La stanza di cui parla Samia è il garage della stazione di polizia di Korenica, una piccola cittadina croata di 1.700 abitanti vicino al Parco Nazionale dei laghi di Plitvice, dove migliaia di turisti ogni anno vanno a fare rafting o rilassarsi. Il passaggio di camper e il verde attorno tradisce il clima di violenza che si respira dentro la stazione di polizia locale, dove oltre alle automobili e ai furgoni con la scritta “Policija” c’è un gran via vai di furgoni anonimi, da dove scendono e salgono uomini in borghese che sembrano conoscere bene il commissariato visto che entrano e escono con grande familiarità.

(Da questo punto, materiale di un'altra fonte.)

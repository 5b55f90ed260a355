//! Pre-encoding validation of raw macro text.
//!
//! The device stores each binding in a fixed-size key report. With
//! modifiers active only 6 simultaneous non-modifier keys fit a single
//! boot-keyboard report; without modifiers the macro buffer holds 128
//! code units. Text that violates either limit is rejected here, before
//! any frame is built.

use crate::error::{Error, Result};
use crate::protocol::keys::{escape, modifier_count};

/// Maximum escaped length for macros without modifier tokens.
pub const MAX_PLAIN_LEN: usize = 128;

/// Maximum non-modifier keys alongside modifiers in one report.
pub const MAX_KEYS_WITH_MODIFIERS: usize = 6;

/// Checks that text is representable on the wire.
///
/// Frame bodies carry one byte per character, so only characters up to
/// U+00FF survive encoding. Anything above that would be silently
/// truncated to its low byte, so it is rejected here with the offending
/// field named.
///
/// # Errors
///
/// Returns [`Error::Validation`] if the text contains a character above
/// U+00FF.
pub fn validate_wire_text(field: &str, text: &str) -> Result<()> {
    if let Some(ch) = text.chars().find(|&ch| ch > '\u{ff}') {
        return Err(Error::Validation {
            reason: format!("{field} contains {ch:?}, which does not fit a single wire byte"),
        });
    }
    Ok(())
}

/// Checks that raw macro text fits the device's key-report limits.
///
/// # Errors
///
/// Returns [`Error::Validation`] with a human-readable reason if the text
/// cannot be represented on the device.
pub fn validate_macro(text: &str) -> Result<()> {
    validate_wire_text("macro", text)?;
    let modifiers = modifier_count(text);
    let escaped_len = escape(text).chars().count();

    if modifiers > 0 {
        let keys = escaped_len - modifiers;
        if keys > MAX_KEYS_WITH_MODIFIERS {
            return Err(Error::Validation {
                reason: format!(
                    "macro presses {keys} keys alongside {modifiers} modifier(s); \
                     at most {MAX_KEYS_WITH_MODIFIERS} fit one report"
                ),
            });
        }
    } else if escaped_len > MAX_PLAIN_LEN {
        return Err(Error::Validation {
            reason: format!("macro is {escaped_len} code units long; maximum is {MAX_PLAIN_LEN}"),
        });
    }

    Ok(())
}
//! Serial/USB transport implementation.
//!
//! This module provides serial port communication for macro-pad devices
//! connected via USB.

use std::io;
use std::sync::Arc;
use std::sync::atomic::{AtomicBool, Ordering};

use bytes::Bytes;
use futures::future::BoxFuture;
use tokio::io::{AsyncReadExt, AsyncWriteExt, ReadHalf, WriteHalf};
use tokio::sync::{Mutex, mpsc};
use tokio_serial::{SerialPortBuilderExt, SerialPortType, SerialStream};

use crate::error::{Error, Result};
use crate::transport::Transport;

/// Symbol rate the device runs at.
pub const BAUD_RATE: u32 = 115_200;

/// USB vendor identifier of the macro-pad.
pub const USB_VID: u16 = 0x303A;

/// USB product identifier of the macro-pad.
pub const USB_PID: u16 = 0x1001;

/// Configuration for serial transport.
#[derive(Debug, Clone)]
pub struct SerialConfig {
    /// Serial port path (e.g., "/dev/ttyACM0" or "COM5").
    pub port: String,
    /// Baud rate.
    pub baud_rate: u32,
}

impl SerialConfig {
    /// Creates a configuration for the given port at the device baud rate.
    #[must_use]
    pub fn new(port: impl Into<String>) -> Self {
        Self {
            port: port.into(),
            baud_rate: BAUD_RATE,
        }
    }
}

/// Serial transport for macro-pad communication.
///
/// Uses split read/write halves so the read loop and outbound writes
/// proceed independently; the writer sits behind a mutex so only one
/// write section is open at a time.
pub struct SerialTransport {
    config: SerialConfig,
    writer: Option<Arc<Mutex<WriteHalf<SerialStream>>>>,
    reader: Option<ReadHalf<SerialStream>>,
    chunk_tx: Option<mpsc::Sender<Bytes>>,
}

impl SerialTransport {
    /// Creates a new serial transport with the given configuration.
    #[must_use]
    pub fn new(config: SerialConfig) -> Self {
        Self {
            config,
            writer: None,
            reader: None,
            chunk_tx: None,
        }
    }

    /// Creates a new serial transport for the given port with default settings.
    #[must_use]
    pub fn with_port(port: impl Into<String>) -> Self {
        Self::new(SerialConfig::new(port))
    }

    /// Takes the reader half for use in a background task.
    ///
    /// This can only be called once after connecting.
    pub fn take_reader(&mut self) -> Option<ReadHalf<SerialStream>> {
        self.reader.take()
    }

    /// Gets the inbound chunk channel.
    #[must_use]
    pub fn chunk_tx(&self) -> Option<mpsc::Sender<Bytes>> {
        self.chunk_tx.clone()
    }

    /// Runs the inbound read loop until stopped or the stream ends.
    ///
    /// This should be spawned as a separate task. The stop flag is
    /// observed between reads only; an in-flight read is never aborted,
    /// so shutdown waits for the current read to return. There is no
    /// read timeout.
    ///
    /// # Errors
    ///
    /// Returns an error if reading fails or the connection is lost.
    pub async fn run_read_loop(
        mut reader: ReadHalf<SerialStream>,
        chunk_tx: mpsc::Sender<Bytes>,
        stop: Arc<AtomicBool>,
    ) -> Result<()> {
        let mut buf = [0u8; 1024];

        while !stop.load(Ordering::Acquire) {
            let n = match reader.read(&mut buf).await {
                Ok(0) => {
                    tracing::debug!("serial port closed");
                    return Err(Error::Io(io::Error::new(
                        io::ErrorKind::ConnectionReset,
                        "serial port closed",
                    )));
                }
                Ok(n) => n,
                Err(e) => {
                    tracing::error!("serial read error: {}", e);
                    return Err(Error::Io(e));
                }
            };

            tracing::trace!("received {} bytes", n);
            if chunk_tx.send(Bytes::copy_from_slice(&buf[..n])).await.is_err() {
                tracing::debug!("chunk receiver dropped");
                return Ok(());
            }
        }

        tracing::debug!("read loop stop requested");
        Ok(())
    }
}

impl Transport for SerialTransport {
    fn connect(&mut self) -> BoxFuture<'_, Result<()>> {
        Box::pin(async move {
            if self.writer.is_some() {
                return Err(Error::AlreadyConnected);
            }

            tracing::info!("opening serial port: {}", self.config.port);

            let stream = tokio_serial::new(&self.config.port, self.config.baud_rate)
                .open_native_async()
                .map_err(Error::Serial)?;

            let (reader, writer) = tokio::io::split(stream);
            self.reader = Some(reader);
            self.writer = Some(Arc::new(Mutex::new(writer)));

            tracing::info!("serial port open");
            Ok(())
        })
    }

    fn disconnect(&mut self) -> BoxFuture<'_, Result<()>> {
        Box::pin(async move {
            if self.writer.is_some() || self.reader.is_some() {
                tracing::info!("closing serial port");
            }
            self.writer = None;
            self.reader = None;
            self.chunk_tx = None;
            Ok(())
        })
    }

    fn send(&mut self, frame: Bytes) -> BoxFuture<'_, Result<()>> {
        let writer = self.writer.clone();
        Box::pin(async move {
            let writer = writer.ok_or(Error::NotConnected)?;
            let mut writer = writer.lock().await;

            tracing::trace!("sending frame: {} bytes", frame.len());
            writer.write_all(&frame).await.map_err(Error::Io)?;
            writer.flush().await.map_err(Error::Io)?;

            Ok(())
        })
    }

    fn is_connected(&self) -> bool {
        self.writer.is_some()
    }

    fn set_chunk_sender(&mut self, tx: mpsc::Sender<Bytes>) {
        self.chunk_tx = Some(tx);
    }
}

/// Finds the first serial port whose USB identifiers match the macro-pad.
///
/// # Errors
///
/// Returns an error if the port list cannot be retrieved or no port
/// matches.
pub fn find_device() -> Result<String> {
    let ports = tokio_serial::available_ports().map_err(Error::Serial)?;
    for port in ports {
        if let SerialPortType::UsbPort(info) = &port.port_type {
            if info.vid == USB_VID && info.pid == USB_PID {
                tracing::debug!("found macro-pad at {}", port.port_name);
                return Ok(port.port_name);
            }
        }
    }
    Err(Error::DeviceNotFound {
        vid: USB_VID,
        pid: USB_PID,
    })
}

/// Lists available serial ports.
///
/// # Errors
///
/// Returns an error if the port list cannot be retrieved.
pub fn list_ports() -> Result<Vec<String>> {
    let ports = tokio_serial::available_ports().map_err(Error::Serial)?;
    Ok(ports.into_iter().map(|p| p.port_name).collect())
}
//! High-level [`MacroPad`] client implementation.
//!
//! This module owns the connection state machine, the shared transport
//! handle, and the background read loop that feeds the banner parser.
//! Nothing outside this module mutates the connection state.

use std::sync::Arc;
use std::sync::atomic::{AtomicBool, Ordering};

use bytes::Bytes;
use tokio::sync::{Mutex, RwLock, mpsc};
use tokio::task::JoinHandle;

use crate::error::{Error, Result};
use crate::event::{Event, EventDispatcher, Subscription};
use crate::protocol::{ConfigMessage, Response, ResponseParser, validate_macro, validate_wire_text};
use crate::transport::{
    SerialTransport, Transport,
    serial::{SerialConfig, find_device},
};
use crate::types::{KeyIndex, LedColor, Profile};

/// Connection lifecycle states.
#[derive(Debug, Clone, Copy, PartialEq, Eq)]
pub enum ConnectionState {
    /// No transport open.
    Disconnected,
    /// Transport open in progress.
    Connecting,
    /// Transport open, read loop running.
    Connected,
    /// Shutdown in progress.
    Disconnecting,
}

/// Client for configuring an EZB macro-pad device.
///
/// The wire protocol is fire-and-forget: sends complete when the frame is
/// written, and the device's only feedback is the unsolicited version
/// banner surfaced as [`Event::Version`].
pub struct MacroPad<T> {
    transport: Arc<Mutex<T>>,
    dispatcher: EventDispatcher,
    state: Arc<RwLock<ConnectionState>>,
    stop: Arc<AtomicBool>,

    // Background tasks
    read_task: Option<JoinHandle<()>>,
    parse_task: Option<JoinHandle<()>>,
}

impl MacroPad<SerialTransport> {
    /// Creates a client for a serial port.
    ///
    /// # Arguments
    ///
    /// * `port` - Serial port path (e.g., "/dev/ttyACM0")
    ///
    /// # Returns
    ///
    /// A new client (not yet connected).
    #[must_use]
    pub fn serial(port: impl Into<String>) -> Self {
        Self::with_serial_config(SerialConfig::new(port))
    }

    /// Creates a client with custom serial configuration.
    #[must_use]
    pub fn with_serial_config(config: SerialConfig) -> Self {
        Self::new(SerialTransport::new(config))
    }

    /// Creates a client for the first attached macro-pad, located by its
    /// fixed USB vendor/product identifiers.
    ///
    /// # Errors
    ///
    /// Returns an error if no matching device is attached.
    pub fn detect() -> Result<Self> {
        let port = find_device()?;
        Ok(Self::serial(port))
    }
}

impl<T: Transport + 'static> MacroPad<T> {
    /// Creates a new client with the given transport.
    fn new(transport: T) -> Self {
        Self {
            transport: Arc::new(Mutex::new(transport)),
            dispatcher: EventDispatcher::new(256),
            state: Arc::new(RwLock::new(ConnectionState::Disconnected)),
            stop: Arc::new(AtomicBool::new(false)),
            read_task: None,
            parse_task: None,
        }
    }

    /// Connects to the device.
    ///
    /// This will:
    /// 1. Open the transport
    /// 2. Start the background read loop and banner parser
    /// 3. Issue a version query (the banner arrives later as [`Event::Version`])
    ///
    /// # Errors
    ///
    /// Returns [`Error::AlreadyConnected`] unless the client is fully
    /// disconnected; the state machine never double-opens. An open failure
    /// returns the client to `Disconnected` with no automatic retry.
    pub async fn connect(&mut self) -> Result<()> {
        {
            let mut state = self.state.write().await;
            if *state != ConnectionState::Disconnected {
                return Err(Error::AlreadyConnected);
            }
            *state = ConnectionState::Connecting;
        }

        self.stop = Arc::new(AtomicBool::new(false));
        let (chunk_tx, chunk_rx) = mpsc::channel::<Bytes>(256);

        let connected = {
            let mut transport = self.transport.lock().await;
            transport.set_chunk_sender(chunk_tx);
            transport.connect().await
        };
        if let Err(e) = connected {
            let mut state = self.state.write().await;
            *state = ConnectionState::Disconnected;
            return Err(e);
        }

        self.start_read_loop().await;
        self.start_parser(chunk_rx);

        {
            let mut state = self.state.write().await;
            *state = ConnectionState::Connected;
        }
        self.dispatcher.dispatch(Event::Connected);
        tracing::info!("connected");

        // The device answers in the inbound stream with its version banner.
        self.send(&ConfigMessage::VersionQuery).await?;

        Ok(())
    }

    /// Starts the background read loop (serial transports only).
    async fn start_read_loop(&mut self) {
        // Take the reader half out of the transport so the loop can run
        // without holding the transport lock.
        let reader_setup = {
            let mut transport = self.transport.lock().await;
            if let Some(serial) =
                ((&mut *transport) as &mut dyn std::any::Any).downcast_mut::<SerialTransport>()
            {
                serial.take_reader().zip(serial.chunk_tx())
            } else {
                None
            }
        };

        if let Some((reader, chunk_tx)) = reader_setup {
            let stop = Arc::clone(&self.stop);
            let state = Arc::clone(&self.state);
            let transport = Arc::clone(&self.transport);
            let dispatcher = self.dispatcher.clone();

            let read_task = tokio::spawn(async move {
                if let Err(e) = SerialTransport::run_read_loop(reader, chunk_tx, Arc::clone(&stop)).await {
                    tracing::warn!("read loop ended: {}", e);
                }

                // End-of-stream or I/O failure without a disconnect() call:
                // walk the state machine down ourselves.
                if !stop.load(Ordering::Acquire) {
                    let close = {
                        let mut state = state.write().await;
                        if *state == ConnectionState::Connected {
                            *state = ConnectionState::Disconnecting;
                            true
                        } else {
                            false
                        }
                    };
                    if close {
                        {
                            let mut transport = transport.lock().await;
                            if let Err(e) = transport.disconnect().await {
                                tracing::warn!("transport close failed: {}", e);
                            }
                        }
                        let mut state = state.write().await;
                        *state = ConnectionState::Disconnected;
                        dispatcher.dispatch(Event::Disconnected);
                    }
                }
            });
            self.read_task = Some(read_task);
        }
    }

    /// Starts the task that feeds inbound chunks to the banner parser.
    fn start_parser(&mut self, mut chunk_rx: mpsc::Receiver<Bytes>) {
        let dispatcher = self.dispatcher.clone();

        let parse_task = tokio::spawn(async move {
            let mut parser = ResponseParser::new();
            while let Some(chunk) = chunk_rx.recv().await {
                // Bytes map 1:1 to code units; no UTF-8 transcoding.
                let text: String = chunk.iter().map(|&b| char::from(b)).collect();
                if let Some(Response::Version(version)) = parser.feed(&text) {
                    dispatcher.dispatch(Event::Version(version));
                }
            }
        });
        self.parse_task = Some(parse_task);
    }

    /// Disconnects from the device.
    ///
    /// Cancellation is cooperative: the read loop observes the stop flag
    /// between reads, so this waits for any in-flight read to return
    /// before the transport is closed. A no-op when already disconnected.
    pub async fn disconnect(&mut self) -> Result<()> {
        {
            let mut state = self.state.write().await;
            if *state != ConnectionState::Connected {
                return Ok(());
            }
            *state = ConnectionState::Disconnecting;
        }

        self.stop.store(true, Ordering::Release);
        if let Some(task) = self.read_task.take() {
            let _ = task.await;
        }
        if let Some(task) = self.parse_task.take() {
            task.abort();
        }

        {
            let mut transport = self.transport.lock().await;
            transport.disconnect().await?;
        }

        {
            let mut state = self.state.write().await;
            *state = ConnectionState::Disconnected;
        }
        self.dispatcher.dispatch(Event::Disconnected);
        tracing::info!("disconnected");

        Ok(())
    }

    /// Returns the current connection state.
    pub async fn state(&self) -> ConnectionState {
        *self.state.read().await
    }

    /// Returns true if connected.
    pub async fn is_connected(&self) -> bool {
        self.state().await == ConnectionState::Connected
    }

    /// Subscribes to connection and banner events.
    #[must_use]
    pub fn subscribe(&self) -> Subscription {
        self.dispatcher.subscribe()
    }

    /// Encodes and transmits one configuration message.
    ///
    /// Valid only while connected; otherwise the transport is left
    /// untouched. Concurrent callers serialize on the transport lock, so
    /// each frame is written in full before the next send begins.
    ///
    /// A failed write counts as end-of-stream: the connection is closed
    /// and the state machine walks down to `Disconnected` before the
    /// error is returned.
    ///
    /// # Errors
    ///
    /// Returns [`Error::NotConnected`] when no connection is open, a frame
    /// error if the message outgrows the length field, or an I/O error
    /// from the write itself.
    pub async fn send(&self, message: &ConfigMessage) -> Result<()> {
        if self.state().await != ConnectionState::Connected {
            return Err(Error::NotConnected);
        }

        let frame = message.encode()?;
        tracing::debug!("sending {:?} frame", message.kind());

        let mut transport = self.transport.lock().await;
        match transport.send(frame).await {
            Ok(()) => Ok(()),
            Err(e) => {
                tracing::warn!("write failed, closing connection: {}", e);
                self.stop.store(true, Ordering::Release);
                {
                    let mut state = self.state.write().await;
                    *state = ConnectionState::Disconnecting;
                }
                if let Err(close) = transport.disconnect().await {
                    tracing::warn!("transport close failed: {}", close);
                }
                {
                    let mut state = self.state.write().await;
                    *state = ConnectionState::Disconnected;
                }
                self.dispatcher.dispatch(Event::Disconnected);
                Err(e)
            }
        }
    }

    // ==================== Configuration Operations ====================

    /// Validates macro text and binds it to a key.
    pub async fn bind_macro(&self, profile: Profile, key: KeyIndex, text: &str) -> Result<()> {
        validate_macro(text)?;
        self.send(&ConfigMessage::MacroBind {
            profile,
            key,
            text: text.to_owned(),
        })
        .await
    }

    /// Sets the backlight color and brightness.
    pub async fn set_led_color(&self, color: LedColor, brightness: u8) -> Result<()> {
        self.send(&ConfigMessage::LedColor { color, brightness }).await
    }

    /// Assigns alias text to a key.
    pub async fn add_alias(&self, profile: Profile, key: KeyIndex, alias: &str) -> Result<()> {
        validate_wire_text("alias", alias)?;
        self.send(&ConfigMessage::AliasAdd {
            profile,
            key,
            alias: alias.to_owned(),
        })
        .await
    }

    /// Clears the alias on a key.
    pub async fn remove_alias(&self, profile: Profile, key: KeyIndex) -> Result<()> {
        self.send(&ConfigMessage::AliasRemove { profile, key }).await
    }

    /// Attaches script text to a key.
    pub async fn add_script(&self, profile: Profile, key: KeyIndex, script: &str) -> Result<()> {
        validate_wire_text("script", script)?;
        self.send(&ConfigMessage::ScriptAdd {
            profile,
            key,
            script: script.to_owned(),
        })
        .await
    }

    /// Clears the script on a key.
    pub async fn remove_script(&self, profile: Profile, key: KeyIndex) -> Result<()> {
        self.send(&ConfigMessage::ScriptRemove { profile, key }).await
    }

    /// Stores Wi-Fi credentials on the device.
    pub async fn set_wifi(&self, ssid: &str, password: &str) -> Result<()> {
        validate_wire_text("ssid", ssid)?;
        validate_wire_text("password", password)?;
        self.send(&ConfigMessage::WifiConfig {
            ssid: ssid.to_owned(),
            password: password.to_owned(),
        })
        .await
    }

    /// Requests the firmware version banner.
    pub async fn query_version(&self) -> Result<()> {
        self.send(&ConfigMessage::VersionQuery).await
    }
}

impl<T> Drop for MacroPad<T> {
    fn drop(&mut self) {
        self.stop.store(true, Ordering::Release);
        if let Some(task) = self.read_task.take() {
            task.abort();
        }
        if let Some(task) = self.parse_task.take() {
            task.abort();
        }
    }
}
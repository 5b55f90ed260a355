//! Event system for surfacing connection state and device banners.
//!
//! The surrounding UI layer subscribes here instead of wiring callbacks
//! into the connection internals.

use std::sync::Arc;
use std::time::Duration;

use tokio::sync::broadcast;

use crate::types::VersionNumber;

/// Event types that can be dispatched.
#[derive(Debug, Clone, PartialEq, Eq)]
pub enum Event {
    /// Connection established.
    Connected,
    /// Connection closed or lost.
    Disconnected,
    /// Firmware version banner received.
    Version(VersionNumber),
}

/// Event discriminant used for filtered waits.
#[derive(Debug, Clone, Copy, PartialEq, Eq)]
pub enum EventKind {
    Connected,
    Disconnected,
    Version,
}

impl Event {
    /// Returns the event's kind.
    #[must_use]
    pub const fn kind(&self) -> EventKind {
        match self {
            Self::Connected => EventKind::Connected,
            Self::Disconnected => EventKind::Disconnected,
            Self::Version(_) => EventKind::Version,
        }
    }
}

/// A subscription to events.
pub struct Subscription {
    receiver: broadcast::Receiver<Event>,
}

impl Subscription {
    /// Receives the next event.
    ///
    /// Returns `None` if the channel is closed. Lagged notifications are
    /// skipped.
    pub async fn recv(&mut self) -> Option<Event> {
        loop {
            match self.receiver.recv().await {
                Ok(event) => return Some(event),
                Err(broadcast::error::RecvError::Lagged(_)) => {}
                Err(broadcast::error::RecvError::Closed) => return None,
            }
        }
    }
}

struct EventDispatcherInner {
    sender: broadcast::Sender<Event>,
}

/// Dispatches events to subscribers.
#[derive(Clone)]
pub struct EventDispatcher {
    inner: Arc<EventDispatcherInner>,
}

impl EventDispatcher {
    /// Creates a new event dispatcher.
    #[must_use]
    pub fn new(capacity: usize) -> Self {
        let (sender, _) = broadcast::channel(capacity);
        Self {
            inner: Arc::new(EventDispatcherInner { sender }),
        }
    }

    /// Dispatches an event to all subscribers.
    pub fn dispatch(&self, event: Event) {
        // No receivers is fine; the send error is deliberately dropped.
        let _ = self.inner.sender.send(event);
    }

    /// Subscribes to all events.
    #[must_use]
    pub fn subscribe(&self) -> Subscription {
        Subscription {
            receiver: self.inner.sender.subscribe(),
        }
    }

    /// Waits for the next event of the given kind.
    ///
    /// Returns `None` if the timeout expires or the channel is closed.
    pub async fn wait_for(&self, kind: EventKind, timeout: Duration) -> Option<Event> {
        let mut subscription = self.subscribe();

        tokio::select! {
            biased;
            result = async {
                loop {
                    match subscription.recv().await {
                        Some(event) if event.kind() == kind => return Some(event),
                        Some(_) => {}
                        None => return None,
                    }
                }
            } => result,
            () = tokio::time::sleep(timeout) => None,
        }
    }
}
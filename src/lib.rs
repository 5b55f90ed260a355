//! # ezbpad
//!
//! A Rust client library for EZB macro-pad devices.
//!
//! This library configures per-key macros, aliases, scripts, LED color
//! and Wi-Fi credentials over USB/Serial using the device's compact
//! text-framed protocol, and recognizes the status banners the device
//! mixes into its inbound stream.
//!
//! ## Features
//!
//! - Async/await based API using Tokio
//! - Event-driven surface for unsolicited device banners
//! - Type-safe frame encoding with pre-send validation
//! - Comprehensive error handling
//!
//! ## Quick Start
//!
//! ```no_run
//! use ezbpad::{KeyIndex, MacroPad, Profile};
//!
//! #[tokio::main]
//! async fn main() -> Result<(), ezbpad::Error> {
//!     // Connect to a macro-pad
//!     let mut pad = MacroPad::serial("/dev/ttyACM0");
//!     pad.connect().await?;
//!
//!     // Bind ctrl+c to key 1 of profile 0
//!     let profile = Profile::new(0)?;
//!     let key = KeyIndex::new(1)?;
//!     pad.bind_macro(profile, key, "[lctrl]c").await?;
//!
//!     // Disconnect
//!     pad.disconnect().await?;
//!     Ok(())
//! }
//! ```
//!
//! ## Architecture
//!
//! The library is organized into several modules:
//!
//! - [`protocol`] - Low-level protocol pieces (frames, key tokens, banner
//!   parser, validation)
//! - [`types`] - Data structures (profiles, key indices, LED colors)
//! - [`transport`] - Transport implementations (currently USB/Serial)
//! - [`event`] - Async event system for handling notifications
//! - [`client`] - High-level [`MacroPad`] client

pub mod client;
pub mod error;
pub mod event;
pub mod protocol;
pub mod transport;
pub mod types;

// Re-exports for convenience
pub use client::{ConnectionState, MacroPad};
pub use error::{Error, FrameError, Result};
pub use event::{Event, EventDispatcher, EventKind, Subscription};
pub use protocol::{
    ConfigMessage, MessageKind, Response, ResponseParser, validate_macro, validate_wire_text,
};
pub use transport::{
    SerialTransport,
    serial::{find_device, list_ports},
};
pub use types::{KeyIndex, LedColor, Profile, VersionNumber};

In passato reportage e inchieste sono riuscite a ricostruire le violenze che vengono utilizzate qua dentro, alcune possono essere definite anche torture. Il luogo è anonimo e dai migranti veniva riconosciuto solo per una porta blu, con un po’ di fatica visibile anche dall’esterno.

Samia, Safiqeh e le donne venivano risparmiate dai pestaggi, anche se erano costrette anche loro a restare sul pavimento per giorni, senza andare in bagno e senza poter mangiare o bere.

A quanto pare questa certezza per loro non c’è più e questo si aggiunge alle tante altre violenze che subiscono lungo la Rotta Balcanica.